> [Brief]:
The required result is each line of the entries below containing the string "every".

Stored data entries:
//! Self-healing periodic sync scheduling.
//!
//! The daily sync is registered as a uniquely identified job with the host
//! scheduler (modeled by [`JobRegistry`]). Registration is idempotent and
//! fail-open: [`SyncScheduler::ensure_armed`] can be called from every
//! lifecycle hook (process start, boot completed, explicit re-init) without
//! creating duplicates, and a registration failure is logged, never
//! propagated. A lost or cleared schedule is therefore restored the next
//! time any hook fires.

use std::collections::HashMap;
use std::future::Future;
use std::sync::atomic::{AtomicBool, AtomicUsize, Ordering};
use std::sync::{Arc, Mutex};
use std::time::Duration;

use thiserror::Error;
use tokio::sync::watch;
use tokio::task::JoinHandle;
use tokio::time::MissedTickBehavior;
use tracing::{debug, error, info};

/// Identifier of the periodic branding-sync job. Reused on every
/// registration so the host scheduler replaces rather than duplicates.
pub const SYNC_JOB_ID: u32 = 42_001;

/// Errors from job registration.
#[derive(Debug, Error)]
#[non_exhaustive]
pub enum SchedulerError {
    /// The host registry rejected or failed the registration.
    #[error("job registry error: {0}")]
    Registry(String),
}

/// A periodic job registration request.
#[derive(Debug, Clone, PartialEq, Eq)]
pub struct JobSpec {
    /// Unique job identifier; re-registering the same id replaces the job.
    pub id: u32,
    /// Nominal trigger period.
    pub period: Duration,
    /// Tolerance window allowing the host to batch wake-ups.
    pub flex: Duration,
    /// Only fire when network connectivity is available.
    pub requires_network: bool,
    /// Survive device reboot.
    pub persist_across_reboot: bool,
}

impl JobSpec {
    /// The daily branding-sync job.
    #[must_use]
    pub const fn daily_sync(period: Duration, flex: Duration) -> Self {
        Self {
            id: SYNC_JOB_ID,
            period,
            flex,
            requires_network: true,
            persist_across_reboot: true,
        }
    }
}

/// Host-OS job scheduler abstraction.
///
/// The production implementation wraps the platform's persistent job
/// scheduler; tests use [`InMemoryJobRegistry`].
pub trait JobRegistry: Send + Sync {
    /// Installs or replaces the job with `spec.id`.
    ///
    /// # Errors
    ///
    /// Returns [`SchedulerError`] if the host rejects the registration.
    fn install(&self, spec: &JobSpec) -> Result<(), SchedulerError>;

    /// Whether a job with this id is currently registered.
    fn installed(&self, id: u32) -> bool;
}

/// In-process registry for tests and hosts without a persistent scheduler.
#[derive(Debug, Default)]
pub struct InMemoryJobRegistry {
    jobs: Mutex<HashMap<u32, JobSpec>>,
    install_calls: AtomicUsize,
}

impl InMemoryJobRegistry {
    #[must_use]
    pub fn new() -> Self {
        Self::default()
    }

    /// Number of registered jobs.
    #[must_use]
    pub fn job_count(&self) -> usize {
        self.jobs.lock().map(|jobs| jobs.len()).unwrap_or(0)
    }

    /// Total `install` calls observed (idempotence checks).
    #[must_use]
    pub fn install_calls(&self) -> usize {
        self.install_calls.load(Ordering::SeqCst)
    }

    /// Drops every registration, simulating a host that lost its schedule.
    pub fn clear(&self) {
        if let Ok(mut jobs) = self.jobs.lock() {
            jobs.clear();
        }
    }
}

impl JobRegistry for InMemoryJobRegistry {
    fn install(&self, spec: &JobSpec) -> Result<(), SchedulerError> {
        self.install_calls.fetch_add(1, Ordering::SeqCst);
        let mut jobs = self
            .jobs
            .lock()
            .map_err(|e| SchedulerError::Registry(e.to_string()))?;
        jobs.insert(spec.id, spec.clone());
        Ok(())
    }

    fn installed(&self, id: u32) -> bool {
        self.jobs
            .lock()
            .map(|jobs| jobs.contains_key(&id))
            .unwrap_or(false)
    }
}

/// Arms and re-arms the periodic sync job.
pub struct SyncScheduler {
    registry: Arc<dyn JobRegistry>,
    spec: JobSpec,
}

impl SyncScheduler {
    #[must_use]
    pub fn new(registry: Arc<dyn JobRegistry>, period: Duration, flex: Duration) -> Self {
        Self {
            registry,
            spec: JobSpec::daily_sync(period, flex),
        }
    }

    /// Installs or refreshes the sync job. Fail-open: a registry failure is
    /// logged and swallowed so no lifecycle hook can crash on it.
    pub fn ensure_armed(&self) {
        match self.registry.install(&self.spec) {
            Ok(()) => debug!(job_id = self.spec.id, "Sync job armed"),
            Err(e) => error!(job_id = self.spec.id, error = %e, "Failed to arm sync job"),
        }
    }

    /// Process-start lifecycle hook.
    pub fn on_process_start(&self) {
        self.ensure_armed();
    }

    /// Boot-completed lifecycle hook.
    pub fn on_boot_completed(&self) {
        self.ensure_armed();
    }

    /// Whether the sync job is currently registered.
    #[must_use]
    pub fn is_armed(&self) -> bool {
        self.registry.installed(self.spec.id)
    }

    /// Spawns the in-process trigger loop, invoking `run` once per period.
    ///
    /// The loop is not reentrant: a tick that arrives while a pass is still
    /// running is skipped, not queued. Missed ticks during a long pass are
    /// likewise skipped. The first invocation happens one full period after
    /// spawn.
    pub fn spawn_run_loop<F, Fut>(&self, run: F) -> SchedulerHandle
    where
        F: Fn() -> Fut + Send + Sync + 'static,
        Fut: Future<Output = ()> + Send + 'static,
    {
        let (shutdown_tx, mut shutdown_rx) = watch::channel(false);
        let period = self.spec.period;
        let in_flight = Arc::new(AtomicBool::new(false));

        let task = tokio::spawn(async move {
            let mut ticker = tokio::time::interval(period);
            ticker.set_missed_tick_behavior(MissedTickBehavior::Skip);
            // Consume the immediate first tick; the first pass runs one
            // period from now.
            ticker.tick().await;

            loop {
                tokio::select! {
                    _ = ticker.tick() => {
                        if in_flight
                            .compare_exchange(false, true, Ordering::SeqCst, Ordering::SeqCst)
                            .is_ok()
                        {
                            run().await;
                            in_flight.store(false, Ordering::SeqCst);
                        } else {
                            debug!("Sync pass already in flight; coalescing trigger");
                        }
                    }
                    _ = shutdown_rx.changed() => {
                        info!("Sync run loop shutting down");
                        break;
                    }
                }
            }
        });

        SchedulerHandle {
            shutdown: shutdown_tx,
            task,
        }
    }
}

impl std::fmt::Debug for SyncScheduler {
    fn fmt(&self, f: &mut std::fmt::Formatter<'_>) -> std::fmt::Result {
        f.debug_struct("SyncScheduler")
            .field("spec", &self.spec)
            .finish_non_exhaustive()
    }
}

/// Handle to a running trigger loop.
#[derive(Debug)]
pub struct SchedulerHandle {
    shutdown: watch::Sender<bool>,
    task: JoinHandle<()>,
}

impl SchedulerHandle {
    /// Signals the loop to stop and waits for it to finish.
    pub async fn shutdown(self) {
        let _ = self.shutdown.send(true);
        let _ = self.task.await;
    }
}

#[cfg(test)]
mod tests {
    use std::sync::atomic::AtomicUsize;

    use super::*;

    struct RejectingRegistry;

    impl JobRegistry for RejectingRegistry {
        fn install(&self, _spec: &JobSpec) -> Result<(), SchedulerError> {
            Err(SchedulerError::Registry("quota exceeded".to_string()))
        }

        fn installed(&self, _id: u32) -> bool {
            false
        }
    }

    fn scheduler(registry: Arc<InMemoryJobRegistry>) -> SyncScheduler {
        SyncScheduler::new(
            registry,
            Duration::from_secs(24 * 60 * 60),
            Duration::from_secs(60 * 60),
        )
    }

    #[test]
    fn arming_is_idempotent_on_job_id() {
        let registry = Arc::new(InMemoryJobRegistry::new());
        let scheduler = scheduler(Arc::clone(&registry));

        scheduler.ensure_armed();
        scheduler.ensure_armed();
        scheduler.on_process_start();

        assert_eq!(registry.job_count(), 1);
        assert!(registry.installed(SYNC_JOB_ID));
        assert!(scheduler.is_armed());
    }

    #[test]
    fn lost_schedule_is_restored_by_lifecycle_hooks() {
        let registry = Arc::new(InMemoryJobRegistry::new());
        let scheduler = scheduler(Arc::clone(&registry));

        scheduler.on_process_start();
        assert!(scheduler.is_armed());

        // Host lost the registration (cleared schedule or fresh boot state).
        registry.clear();
        assert!(!scheduler.is_armed());

        scheduler.on_boot_completed();
        assert!(scheduler.is_armed());
        assert_eq!(registry.job_count(), 1);
    }

    #[test]
    fn registration_failure_is_swallowed() {
        let scheduler = SyncScheduler::new(
            Arc::new(RejectingRegistry),
            Duration::from_secs(60),
            Duration::from_secs(5),
        );
        // Must not panic or propagate.
        scheduler.ensure_armed();
        assert!(!scheduler.is_armed());
    }

    #[tokio::test(start_paused = true)]
    async fn run_loop_fires_once_per_period() {
        let registry = Arc::new(InMemoryJobRegistry::new());
        let scheduler = SyncScheduler::new(
            registry,
            Duration::from_secs(60),
            Duration::from_secs(5),
        );

        let runs = Arc::new(AtomicUsize::new(0));
        let counted = Arc::clone(&runs);
        let handle = scheduler.spawn_run_loop(move || {
            let counted = Arc::clone(&counted);
            async move {
                counted.fetch_add(1, Ordering::SeqCst);
            }
        });

        // Nothing before the first period elapses.
        tokio::time::sleep(Duration::from_secs(30)).await;
        assert_eq!(runs.load(Ordering::SeqCst), 0);

        tokio::time::sleep(Duration::from_secs(31)).await;
        assert_eq!(runs.load(Ordering::SeqCst), 1);

        tokio::time::sleep(Duration::from_secs(60)).await;
        assert_eq!(runs.load(Ordering::SeqCst), 2);

        handle.shutdown().await;
    }
}
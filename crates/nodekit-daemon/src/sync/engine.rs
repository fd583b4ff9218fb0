//! The reconciliation pass.

use std::sync::Arc;
use std::sync::atomic::{AtomicI64, Ordering};

use nodekit_core::config::NodeKitConfig;
use nodekit_core::phone::normalize_e164;
use tracing::{debug, info, warn};

use super::transport::{BrandingTransport, DeviceInfo, SyncError};
use crate::clock::SharedClock;
use crate::store::{BrandingStore, EventOutbox};

/// Sentinel meaning no successful pull has happened yet.
const NEVER_PULLED: i64 = -1;

/// Outcome summary of one sync pass.
#[derive(Debug, Clone, Default, PartialEq, Eq)]
pub struct SyncReport {
    /// Branding records pulled and upserted.
    pub records_pulled: usize,
    /// Events delivered and marked uploaded.
    pub events_uploaded: usize,
    /// Events whose delivery failed this pass.
    pub events_failed: usize,
    /// Branding records removed by the eviction sweep.
    pub branding_evicted: usize,
    /// Uploaded events removed by the retention sweep.
    pub events_pruned: usize,
    /// Set when the pull stage failed; the cache kept its previous state.
    pub pull_error: Option<String>,
}

impl SyncReport {
    /// Whether the pull stage succeeded.
    #[must_use]
    pub const fn pull_ok(&self) -> bool {
        self.pull_error.is_none()
    }
}

/// Runs the pull / drain / sweep cycle against the local stores.
///
/// Passes are serialized: a pass requested while another is in flight waits
/// for it rather than running concurrently. Invoking a pass is always safe;
/// with no network every stage degrades to a no-op and the stores keep
/// their last-committed state.
pub struct SyncEngine {
    branding: Arc<BrandingStore>,
    outbox: Arc<EventOutbox>,
    transport: Arc<dyn BrandingTransport>,
    clock: SharedClock,
    config: NodeKitConfig,
    /// Epoch ms of the last successful pull; `NEVER_PULLED` before the
    /// first one. Used as the incremental `since` cursor.
    last_pull_ms: AtomicI64,
    run_lock: tokio::sync::Mutex<()>,
}

impl SyncEngine {
    #[must_use]
    pub fn new(
        branding: Arc<BrandingStore>,
        outbox: Arc<EventOutbox>,
        transport: Arc<dyn BrandingTransport>,
        clock: SharedClock,
        config: NodeKitConfig,
    ) -> Self {
        Self {
            branding,
            outbox,
            transport,
            clock,
            config,
            last_pull_ms: AtomicI64::new(NEVER_PULLED),
            run_lock: tokio::sync::Mutex::new(()),
        }
    }

    /// Runs one full pass: pull, drain, sweeps, device heartbeat.
    ///
    /// Never fails the caller: stage failures are captured in the report
    /// (pull) or recorded per event (drain) or logged (sweeps, heartbeat).
    pub async fn run_once(self: &Arc<Self>) -> SyncReport {
        let _guard = self.run_lock.lock().await;
        let mut report = SyncReport::default();

        self.pull(&mut report).await;
        self.drain(&mut report).await;
        self.sweep(&mut report).await;
        self.heartbeat().await;

        info!(
            pulled = report.records_pulled,
            uploaded = report.events_uploaded,
            failed = report.events_failed,
            evicted = report.branding_evicted,
            pruned = report.events_pruned,
            pull_ok = report.pull_ok(),
            "Sync pass finished"
        );
        report
    }

    /// Pulls fresh branding into the cache. A failure leaves the cache at
    /// its last-known-good state and is reported, not propagated.
    async fn pull(self: &Arc<Self>, report: &mut SyncReport) {
        let since = match self.last_pull_ms.load(Ordering::SeqCst) {
            NEVER_PULLED => None,
            ms => Some(ms),
        };
        let started_at = self.clock.now_epoch_ms();

        let records = match self.transport.fetch_branding(since).await {
            Ok(records) => records,
            Err(e) => {
                warn!(error = %e, "Branding pull failed; keeping cached state");
                report.pull_error = Some(e.to_string());
                return;
            }
        };

        // Normalize keys and drop records with unusable numbers.
        let mut normalized = Vec::with_capacity(records.len());
        for mut record in records {
            match normalize_e164(&record.phone_e164) {
                Ok(number) => {
                    record.phone_e164 = number;
                    normalized.push(record);
                }
                Err(e) => {
                    debug!(error = %e, "Skipping branding record with bad number");
                }
            }
        }

        let count = normalized.len();
        match self.branding.upsert_all_async(normalized).await {
            Ok(()) => {
                report.records_pulled = count;
                self.last_pull_ms.store(started_at, Ordering::SeqCst);
            }
            Err(e) => {
                warn!(error = %e, "Branding upsert failed; cache unchanged");
                report.pull_error = Some(e.to_string());
            }
        }
    }

    /// Delivers pending events, one at a time, each with an independent
    /// outcome. An authentication failure aborts the rest of the batch
    /// since every remaining delivery would fail identically.
    async fn drain(self: &Arc<Self>, report: &mut SyncReport) {
        let pending = match self.outbox.pending_async(self.config.upload_batch_size).await {
            Ok(pending) => pending,
            Err(e) => {
                warn!(error = %e, "Could not read pending events");
                return;
            }
        };

        for event in pending {
            match self.transport.upload_event(&event).await {
                Ok(()) => {
                    if let Err(e) = self.outbox.mark_uploaded(event.id) {
                        // The service has the event (and its idempotency
                        // key); the retried delivery next pass is deduped.
                        warn!(id = event.id, error = %e, "Failed to mark event uploaded");
                        report.events_failed += 1;
                    } else {
                        report.events_uploaded += 1;
                    }
                }
                Err(e) => {
                    report.events_failed += 1;
                    if let Err(store_err) = self.outbox.record_failure(event.id, &e.to_string()) {
                        warn!(id = event.id, error = %store_err, "Failed to record attempt");
                    }
                    if matches!(e, SyncError::Unauthorized) {
                        warn!("Authentication failed; aborting remaining uploads");
                        break;
                    }
                    debug!(id = event.id, error = %e, "Event delivery failed; will retry");
                }
            }
        }
    }

    /// Retention sweeps on both stores. Failures are logged; the next pass
    /// retries them.
    #[allow(clippy::cast_possible_wrap)]
    async fn sweep(self: &Arc<Self>, report: &mut SyncReport) {
        let now_ms = self.clock.now_epoch_ms();

        let branding_cutoff = now_ms.saturating_sub(self.config.cache_retention_ms as i64);
        match self.branding.evict_older_than_async(branding_cutoff).await {
            Ok(evicted) => report.branding_evicted = evicted,
            Err(e) => warn!(error = %e, "Branding eviction sweep failed"),
        }

        let outbox_cutoff = now_ms.saturating_sub(self.config.outbox_retention_ms as i64);
        match self
            .outbox
            .delete_uploaded_older_than_async(outbox_cutoff)
            .await
        {
            Ok(pruned) => report.events_pruned = pruned,
            Err(e) => warn!(error = %e, "Outbox retention sweep failed"),
        }
    }

    /// Best-effort device heartbeat.
    async fn heartbeat(self: &Arc<Self>) {
        let Some(device_id) = self.config.device_id.clone() else {
            return;
        };
        let device = DeviceInfo {
            device_id,
            client_version: env!("CARGO_PKG_VERSION").to_string(),
        };
        if let Err(e) = self.transport.register_device(&device).await {
            debug!(error = %e, "Device heartbeat failed");
        }
    }
}

impl std::fmt::Debug for SyncEngine {
    fn fmt(&self, f: &mut std::fmt::Formatter<'_>) -> std::fmt::Result {
        f.debug_struct("SyncEngine")
            .field("last_pull_ms", &self.last_pull_ms.load(Ordering::SeqCst))
            .finish_non_exhaustive()
    }
}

> [Task solution]:
//! fail-open: [`SyncScheduler::ensure_armed`] can be called from every
/// Identifier of the periodic branding-sync job. Reused on every
    /// Drops every registration, simulating a host that lost its schedule.
/// with no network every stage degrades to a no-op and the stores keep
    /// since every remaining delivery would fail identically.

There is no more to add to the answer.